Babe grunted with amusement. “Caleb, you really should get more involved. I mean, how long can you stay in the movies? Getting punched, shot and falling off horses? You need a contingency plan.” He stopped, looked down at me and threw up his hands. “I’m sorry. Who am I to talk to you this way? You’ve been making your own living for thirty years now and here I am treating you like a child.”

I stood up and gave him a gentle pat on the shoulder. “You’re a big brother looking out for his younger brother, that’s all. By the way, I really don’t get shot or punched and I fall off horses intentionally. You know that, right?”

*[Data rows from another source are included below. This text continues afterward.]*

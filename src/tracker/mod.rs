//! Active-tab time tracking.
//!
//! The tracker owns the only in-memory state of the engine: which tab and
//! domain are active and since when. It is created empty when the host
//! starts and is never persisted; a restart loses at most the time since the
//! last flush.

use crate::clock::Clock;
use crate::domain::extract_domain;
use crate::ledger::UsageLedger;
use log::{debug, error};
use serde::Deserialize;
use std::sync::Arc;

/// System idle state reported by the browser.
#[derive(Debug, Clone, Copy, PartialEq, Eq, Deserialize)]
#[serde(rename_all = "lowercase")]
pub enum IdleState {
    Active,
    Idle,
    Locked,
}

#[derive(Debug, Clone, Default, PartialEq, Eq)]
pub struct ActiveTabState {
    pub tab_id: Option<i64>,
    pub domain: Option<String>,
    pub start_time: Option<i64>,
}

#[derive(Debug, Clone, Copy, PartialEq, Eq)]
pub enum TrackerPhase {
    /// No domain is being tracked
    Idle,
    /// Time is accruing to the current domain
    Tracking,
    /// A domain is current but the system is idle or locked
    Paused,
}

pub struct ActiveSessionTracker {
    state: ActiveTabState,
    ledger: UsageLedger,
    clock: Arc<dyn Clock>,
}

impl ActiveSessionTracker {
    pub fn new(ledger: UsageLedger, clock: Arc<dyn Clock>) -> Self {
        Self {
            state: ActiveTabState::default(),
            ledger,
            clock,
        }
    }

    pub fn state(&self) -> &ActiveTabState {
        &self.state
    }

    pub fn active_tab_id(&self) -> Option<i64> {
        self.state.tab_id
    }

    pub fn phase(&self) -> TrackerPhase {
        match (&self.state.domain, self.state.start_time) {
            (Some(_), Some(_)) => TrackerPhase::Tracking,
            (Some(_), None) => TrackerPhase::Paused,
            (None, _) => TrackerPhase::Idle,
        }
    }

    /// Flush the current domain's time and, if given, count a visit to
    /// `new_domain`. Store failures are logged; the transition proceeds.
    fn flush(&self, new_domain: Option<&str>) {
        if let Err(e) = self.ledger.accumulate(
            self.state.domain.as_deref(),
            self.state.start_time,
            new_domain,
        ) {
            error!("Failed to record usage: {e}");
        }
    }

    /// A tab became active, or the active tab navigated to `url`.
    pub fn switch_to(&mut self, tab_id: i64, url: Option<&str>) {
        let new_domain = url.and_then(extract_domain);
        self.flush(new_domain.as_deref());

        debug!(
            "Active tab {tab_id}: {:?} -> {:?}",
            self.state.domain, new_domain
        );
        self.state = ActiveTabState {
            tab_id: Some(tab_id),
            domain: new_domain,
            start_time: Some(self.clock.now_millis()),
        };
    }

    pub fn idle_state_changed(&mut self, idle_state: IdleState) {
        self.flush(None);
        match idle_state {
            IdleState::Idle | IdleState::Locked => {
                debug!("System {idle_state:?}, pausing tracking");
                self.state.start_time = None;
            }
            IdleState::Active => {
                debug!("System active, resuming tracking");
                self.state.start_time = Some(self.clock.now_millis());
            }
        }
    }

    /// Periodic flush; the active domain does not change.
    pub fn periodic_save(&mut self) {
        self.flush(None);
        if self.state.start_time.is_some() {
            self.state.start_time = Some(self.clock.now_millis());
        }
    }
}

I put my drink on the table and looked toward the kitchen. “Enough business talk for now. When the hell do we sit down for dinner?”

After a meal fit for my homecoming, I left Babe and took a tray of food up to my mother. I found her light was on and she was sitting up alert and smiling. “Thin,” she managed to say. “You look so thin, my boy!”

I leaned over and kissed her on the cheek. The room smelled of fresh flowers and rubbing alcohol. I was surprised by my mother’s healthy good looks. “You look beautiful, Mom, I mean it. Like you just came in off a long ride through the meadow.”

She blushed. “No rides for a while, I’m afraid, but aren’t you sweet for saying so. Now give the old gal a hug!”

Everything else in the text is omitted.